In the drawing process, cleaned and coated coils of rod or wire are first placed on a payoff tray, stand, or reel; this permits

free unwinding of the stock. The leading end of the rod or wire, after being pointed, is then inserted through the drawing

die and seized by a gripper attached to a powered cylindrical block or capstan. On so-called dry machines, the die is

mounted in an adapter within a box. This die box contains grease, dry soap, oil, or other lubricants through which the

stock must pass before reaching the die.

Bull blocks are single-die drawing machines with individual drive systems. They are extensively used for breakdown,

finishing, or sizing operations on large-diameter rod and wire, made from both ferrous and nonferrous metals, by firms

with production requirements that do not warrant more sophisticated, continuous machines.

The spindles of these machines are generally vertical, with spindle blocks revolving in a horizontal plane. The

arrangement is occasionally reversed (with the spindles horizontal and the blocks revolving in a vertical plane),

particularly for applications involving large-diameter stock.
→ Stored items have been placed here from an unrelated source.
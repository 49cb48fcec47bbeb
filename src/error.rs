//! Error taxonomy shared by every verifier in the crate.
//!
//! A zero determinant is *not* represented here: singular matrices are a
//! meaningful computational outcome and surface as the value `0`.

use thiserror::Error;

/// Errors raised when a verification call cannot run on its inputs.
#[derive(Debug, Clone, PartialEq, Eq, Error)]
pub enum EngineError {
    #[error("dimension mismatch (expected {expected}, got {actual})")]
    /// Matrices or vectors of incompatible size were combined.
    DimensionMismatch {
        /// Dimension required by the operation.
        expected: usize,
        /// Dimension actually supplied.
        actual: usize,
    },
    #[error("ragged matrix: row {row} has length {actual}, expected {expected}")]
    /// A matrix row does not match the square dimension.
    RaggedMatrix {
        /// Index of the offending row.
        row: usize,
        /// Required row length.
        expected: usize,
        /// Observed row length.
        actual: usize,
    },
    #[error("attempted to invert zero modulo p")]
    /// Modular inverse of the additive identity.
    DivisionByZero,
    #[error("pattern must contain at least one symbol")]
    /// The rolling-hash matcher was handed an empty pattern.
    EmptyPattern,
    #[error("symbol {symbol} at position {position} is outside the alphabet of size {radix}")]
    /// A text or pattern symbol does not belong to the configured alphabet.
    SymbolOutOfRange {
        /// Offset of the symbol in its sequence.
        position: usize,
        /// Offending symbol value.
        symbol: u64,
        /// Alphabet size `d`.
        radix: u64,
    },
    #[error("adjacency entry ({row}, {col}) is {value}, expected 0 or 1")]
    /// A bipartite adjacency matrix contained a non-binary entry.
    NonBinaryEntry {
        /// Row (left vertex) of the entry.
        row: usize,
        /// Column (right vertex) of the entry.
        col: usize,
        /// Offending value.
        value: u8,
    },
    #[error("integer accumulation overflowed i128")]
    /// Wide integer accumulation in a matrix-vector product overflowed.
    ArithmeticOverflow,
    #[error("amplification requires at least one trial")]
    /// A repeated-trial combinator was asked to run zero trials.
    InvalidTrials,
    #[error("invalid configuration: {0}")]
    /// Configuration parsing or validation failure.
    InvalidConfig(String),
}

/// Convenience alias used throughout the crate.
pub type Result<T> = std::result::Result<T, EngineError>;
Many design variations are available with bull blocks. For example, a double-deck arrangement permits two drafts to be

performed, with the second draft maintaining a fixed percentage of area reduction. Other refinements include external air

cooling and internal water cooling of the block as well as riding-type block-stripping spiders for direct coiling and wire

removal. These spiders, with collapsible feet, can be equipped with automatic discharging mechanisms to transfer drawn

coils to wire carriers or stems.

The wire being drawn on the block is usually coiled around block pins that provide an extension to the height of the

block; this is often done when large bundles are not required. A stripper, with the feet temporarily collapsed, is then

inserted through the eye of the coil, with the feet fitting into stripper slots or recesses in the block flange. The feet are then

locked in their extended positions, and the bundle is lifted free of the block.
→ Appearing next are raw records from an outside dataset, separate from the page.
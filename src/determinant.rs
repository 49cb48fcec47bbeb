//! Exact determinants and ranks over `Z_p` by Gaussian elimination.
//!
//! Elimination reduces the matrix to upper-triangular form.  The first row
//! with a nonzero entry in the pivot column is chosen as pivot; each row swap
//! negates the running determinant, which in the field means replacing `d`
//! with `p − d`.  Division never occurs: the multiplier for row `i` is
//! `M[i][k] · M[k][k]⁻¹`, with the inverse from [`Field::inv`].
//!
//! A singular matrix yields the value `0`.  That is a result, not an error.

use crate::matrix::FieldMatrix;
use crate::Field;
use tracing::trace;

/// Computes `det(matrix) mod p` without touching the caller's matrix.
///
/// Elimination runs on a private copy.  The `0 × 0` matrix has determinant
/// `1`, the empty product.
///
/// # Examples
///
/// ```
/// use fingerprint_verify::{determinant, Field, SquareMatrix};
///
/// let field = Field::default();
/// let m = SquareMatrix::from_rows(vec![vec![0, 1], vec![1, 0]]).unwrap();
/// // One row swap: det = -1 ≡ p - 1.
/// assert_eq!(determinant(&field, &m), field.modulus() - 1);
/// ```
pub fn determinant(field: &Field, matrix: &FieldMatrix) -> u64 {
    into_determinant(field, matrix.clone())
}

/// Computes `det(matrix) mod p`, eliminating in place on the owned matrix.
///
/// The matrix is consumed, so the caller cannot observe the scratch state.
pub fn into_determinant(field: &Field, mut matrix: FieldMatrix) -> u64 {
    let n = matrix.dimension();
    canonicalize(field, &mut matrix);
    let rows = matrix.rows_mut();
    let mut det = 1u64;

    for k in 0..n {
        let Some(pivot) = (k..n).find(|&r| rows[r][k] != 0) else {
            trace!(column = k, "no pivot, matrix is singular");
            return 0;
        };
        if pivot != k {
            rows.swap(k, pivot);
            det = field.neg(det);
            trace!(column = k, pivot, "row swap");
        }
        let Ok(pivot_inv) = field.inv(rows[k][k]) else {
            return 0;
        };
        let (upper, lower) = rows.split_at_mut(k + 1);
        let pivot_row = &upper[k];
        for row in lower.iter_mut() {
            if row[k] == 0 {
                continue;
            }
            let factor = field.mul(row[k], pivot_inv);
            for j in k..n {
                row[j] = field.sub(row[j], field.mul(factor, pivot_row[j]));
            }
        }
    }

    (0..n).fold(det, |acc, i| field.mul(acc, rows[i][i]))
}

/// Computes the rank of `matrix` over `Z_p`.
///
/// Unlike [`determinant`] this keeps eliminating past empty pivot columns,
/// so it reports how far from invertible a singular matrix is.
pub fn rank(field: &Field, matrix: &FieldMatrix) -> usize {
    let mut scratch = matrix.clone();
    canonicalize(field, &mut scratch);
    let n = scratch.dimension();
    let rows = scratch.rows_mut();
    let mut rank = 0usize;

    for col in 0..n {
        let Some(pivot) = (rank..n).find(|&r| rows[r][col] != 0) else {
            continue;
        };
        rows.swap(rank, pivot);
        let Ok(pivot_inv) = field.inv(rows[rank][col]) else {
            continue;
        };
        let (upper, lower) = rows.split_at_mut(rank + 1);
        let pivot_row = &upper[rank];
        for row in lower.iter_mut() {
            if row[col] == 0 {
                continue;
            }
            let factor = field.mul(row[col], pivot_inv);
            for j in col..n {
                row[j] = field.sub(row[j], field.mul(factor, pivot_row[j]));
            }
        }
        rank += 1;
    }
    rank
}

fn canonicalize(field: &Field, matrix: &mut FieldMatrix) {
    for row in matrix.rows_mut() {
        for x in row.iter_mut() {
            *x = field.reduce(*x);
        }
    }
}

#[cfg(test)]
mod tests {
    use super::*;
    use crate::matrix::{IntMatrix, SquareMatrix};
    use proptest::prelude::*;

    fn int(rows: Vec<Vec<i64>>) -> IntMatrix {
        SquareMatrix::from_rows(rows).unwrap()
    }

    #[test]
    fn test_empty_matrix_has_unit_determinant() {
        let field = Field::default();
        let m = FieldMatrix::from_rows(Vec::new()).unwrap();
        assert_eq!(determinant(&field, &m), 1);
        assert_eq!(rank(&field, &m), 0);
    }

    #[test]
    fn test_classic_singular_matrix() {
        let field = Field::default();
        let a = int(vec![vec![1, 2, 3], vec![4, 5, 6], vec![7, 8, 9]]).to_field(&field);
        assert_eq!(determinant(&field, &a), 0);
        assert_eq!(rank(&field, &a), 2);
    }

    #[test]
    fn test_product_minus_itself_is_zero_matrix() {
        let field = Field::default();
        let a = int(vec![vec![1, 2, 3], vec![4, 5, 6], vec![7, 8, 9]]);
        let b = int(vec![vec![9, 8, 7], vec![6, 5, 4], vec![3, 2, 1]]);
        let c = a.multiply(&b).unwrap().to_field(&field);
        let ab = a.to_field(&field).multiply_mod(&field, &b.to_field(&field)).unwrap();
        let diff = ab.sub_mod(&field, &c).unwrap();
        assert_eq!(determinant(&field, &diff), 0);
        assert_eq!(rank(&field, &diff), 0);
    }

    #[test]
    fn test_negative_determinant_wraps() {
        let field = Field::default();
        // det = 1·4 − 2·3 = −2
        let m = int(vec![vec![1, 2], vec![3, 4]]).to_field(&field);
        assert_eq!(determinant(&field, &m), field.modulus() - 2);
    }

    #[test]
    fn test_pivot_swap_flips_sign() {
        let field = Field::default();
        // Zero in the leading position forces a swap; det = −2·3·5.
        let m = int(vec![vec![0, 2, 0], vec![3, 0, 0], vec![0, 0, 5]]).to_field(&field);
        assert_eq!(determinant(&field, &m), field.from_signed(-30));
    }

    #[test]
    fn test_repeated_swaps_restore_sign() {
        let field = Field::default();
        // Cyclic 3×3 permutation: two swaps, det = +2·3·5.
        let cyclic = int(vec![vec![0, 2, 0], vec![0, 0, 3], vec![5, 0, 0]]).to_field(&field);
        assert_eq!(determinant(&field, &cyclic), 30);
        // 4-cycle: three swaps, det = −1.
        let four = int(vec![
            vec![0, 1, 0, 0],
            vec![0, 0, 1, 0],
            vec![0, 0, 0, 1],
            vec![1, 0, 0, 0],
        ])
        .to_field(&field);
        assert_eq!(determinant(&field, &four), field.modulus() - 1);
        // Anti-diagonal 4×4: two swaps, det = +1.
        let reversal = SquareMatrix::from_fn(4, |i, j| u64::from(i + j == 3));
        assert_eq!(determinant(&field, &reversal), 1);
        assert_eq!(rank(&field, &reversal), 4);
    }

    #[test]
    fn test_input_not_mutated() {
        let field = Field::default();
        let m = int(vec![vec![0, 1, 2], vec![3, 4, 5], vec![6, 7, 9]]).to_field(&field);
        let before = m.clone();
        let _ = determinant(&field, &m);
        let _ = rank(&field, &m);
        assert_eq!(m, before);
    }

    #[test]
    fn test_non_canonical_entries_are_reduced() {
        let field = Field::new(101);
        let m = FieldMatrix::from_rows(vec![vec![102, 0], vec![0, 203]]).unwrap();
        assert_eq!(determinant(&field, &m), 1);
    }

    fn small_matrix(n: usize) -> impl Strategy<Value = Vec<Vec<i64>>> {
        prop::collection::vec(prop::collection::vec(-50i64..50, n), n)
    }

    /// Mostly zeros, so leading entries are often empty and force swaps.
    fn sparse_matrix(n: usize) -> impl Strategy<Value = Vec<Vec<i64>>> {
        let entry = prop_oneof![3 => Just(0i64), 1 => -5i64..5];
        prop::collection::vec(prop::collection::vec(entry, n), n)
    }

    /// Cofactor expansion over the integers, reduced at the end.
    fn cofactor(m: &[Vec<i64>]) -> i128 {
        let n = m.len();
        if n == 0 {
            return 1;
        }
        let mut total = 0i128;
        for j in 0..n {
            let minor: Vec<Vec<i64>> = m[1..]
                .iter()
                .map(|row| {
                    row.iter()
                        .enumerate()
                        .filter(|(c, _)| *c != j)
                        .map(|(_, &v)| v)
                        .collect()
                })
                .collect();
            let sign = if j % 2 == 0 { 1 } else { -1 };
            total += sign * m[0][j] as i128 * cofactor(&minor);
        }
        total
    }

    proptest! {
        #[test]
        fn prop_matches_cofactor_expansion(rows in small_matrix(4)) {
            let field = Field::default();
            let m = int(rows.clone()).to_field(&field);
            let expected = cofactor(&rows);
            let p = field.modulus() as i128;
            let expected = (((expected % p) + p) % p) as u64;
            prop_assert_eq!(determinant(&field, &m), expected);
        }

        #[test]
        fn prop_sparse_matches_cofactor_expansion(rows in sparse_matrix(5)) {
            let field = Field::default();
            let m = int(rows.clone()).to_field(&field);
            let expected = field.from_signed(cofactor(&rows) as i64);
            prop_assert_eq!(determinant(&field, &m), expected);
        }

        #[test]
        fn prop_determinant_is_multiplicative(a in small_matrix(3), b in small_matrix(3)) {
            let field = Field::default();
            let a = int(a).to_field(&field);
            let b = int(b).to_field(&field);
            let ab = a.multiply_mod(&field, &b).unwrap();
            prop_assert_eq!(
                determinant(&field, &ab),
                field.mul(determinant(&field, &a), determinant(&field, &b))
            );
        }
    }
}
Dry-Drawing Continuous Machines. For the dry drawing of ferrous metals, four types of nonslip continuous

machines are in general use: accumulating-type machines, double-block accumulating-type machines, controlled-speed

machines, and straight-through machines.

An accumulating-type multiblock continuous wire-drawing machine is shown in Fig. 9. This machine is equipped

with electromagnetic block clutches. Photocells sense high and low wire accumulation on each block and disengage or

engage appropriate block clutches. A single dc motor drives a coupled lineshaft that carries the clutches. Only the inlet

block has to be stopped in the event of a payoff snarl, allowing the machine to continue production while the snarl is

removed. A programmable controller enables rapid checkout and simple alteration to input and output circuits, and it

serves as a continuous fault-monitoring system to simplify maintenance.

Fig. 9 Accumulating-type continuous wire-drawing machine.
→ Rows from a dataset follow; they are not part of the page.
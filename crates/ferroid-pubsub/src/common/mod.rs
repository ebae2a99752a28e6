//! Shared types for the RPC layer: errors, messages, wire attribute keys and
//! endpoint identities.

pub mod error;
pub mod message;
pub mod types;

pub use error::{Error, Result};
pub use message::{Message, ReceivedMessage};
pub use types::*;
Double-block accumulating machines have individually driven blocks. Wire is transferred from the first drawing

block by means of an intermediate flyer sheave that reverses the direction of the wire (without twisting it) onto a coiling

block mounted immediately above the first drawing block. The wire is then held temporarily in storage until demanded by

the second drawing block. Fully automatic, electrical drive systems can be used to start and stop, or slowdown and

speedup, the individual blocks to accumulate or deplete the wire.

On controlled-speed machines, the wire follows an essentially flat path from block to block with a constant,

unvarying amount of wire storage without twisting and slipping. A tension arm between the blocks, activated by a loop of

the wire being drawn, regulates the speed of the adjustable-speed dc motor on the preceding block.

Straight-through machines, without tension arms, are also available. The spindles are often canted from the vertical

axis to accommodate wire buildup on the blocks and to provide unimpeded, straight entry into the succeeding die; this is

usually done when large-size workpieces are required. Skillful operators are necessary because torque adjustments may

need to be altered at each block when stringing up the machines in order to make the electrical system function properly.

The continuous drawing of nonferrous rod and wire, as well as some intermediate and fine sizes of ferrous wire, is

generally done on wet-drawing slip-type machines. On these machines, the surface speed of the capstans, except for the

final (pull-out) capstans, exceeds the speed of the wire being drawn, thus creating slip of the wire on the capstans.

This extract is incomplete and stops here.